Every line below that mentions the word "impl" should be copied out.

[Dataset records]
· · · ·

//! Response bodies for the lifecycle and operational endpoints.

use chrono::{DateTime, Utc};
use serde::Serialize;

/// Stop acknowledgment
#[derive(Debug, Serialize)]
pub struct StopResponse {
    pub status: String,
    pub message: String,
}

impl StopResponse {
    pub fn processed() -> Self {
        Self {
            status: "success".to_string(),
            message: "Stop processed successfully".to_string(),
        }
    }
}

/// Root endpoint response
#[derive(Debug, Serialize)]
pub struct ServerInfoResponse {
    pub status: String,
    pub timestamp: DateTime<Utc>,
    pub port: u16,
}

/// Health check response
#[derive(Debug, Serialize)]
pub struct HealthResponse {
    pub status: String,
    pub timestamp: DateTime<Utc>,
    pub version: String,
    pub uptime_seconds: i64,
    pub jwt_secret_configured: bool,
    pub app_extension_key_configured: bool,
    pub upstream_configured: bool,
}

/// Upstream connectivity check response
#[derive(Debug, Serialize)]
pub struct UpstreamCheckResponse {
    pub status: String,
    pub message: String,

    #[serde(skip_serializing_if = "Option::is_none")]
    pub collection: Option<CollectionSummary>,

    #[serde(skip_serializing_if = "Option::is_none")]
    pub error: Option<String>,
}

#[derive(Debug, Serialize)]
pub struct CollectionSummary {
    pub name: Option<String>,
    pub external_key: String,
}

/// Body for unknown routes
#[derive(Debug, Serialize)]
pub struct NotFoundResponse {
    pub status: String,
    pub message: String,
    pub method: String,
    pub url: String,
    pub available_endpoints: Vec<String>,
}

/// Body returned when a handler panics
#[derive(Debug, Serialize)]
pub struct RecoveredErrorResponse {
    pub status: String,
    pub message: String,
    pub timestamp: DateTime<Utc>,
}

impl RecoveredErrorResponse {
    pub fn new() -> Self {
        Self {
            status: "error".to_string(),
            message: "Server error but continuing".to_string(),
            timestamp: Utc::now(),
        }
    }
}

impl Default for RecoveredErrorResponse {
    fn default() -> Self {
        Self::new()
    }
}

· · · ·

#### Reply:
impl StopResponse {
impl RecoveredErrorResponse {
impl Default for RecoveredErrorResponse {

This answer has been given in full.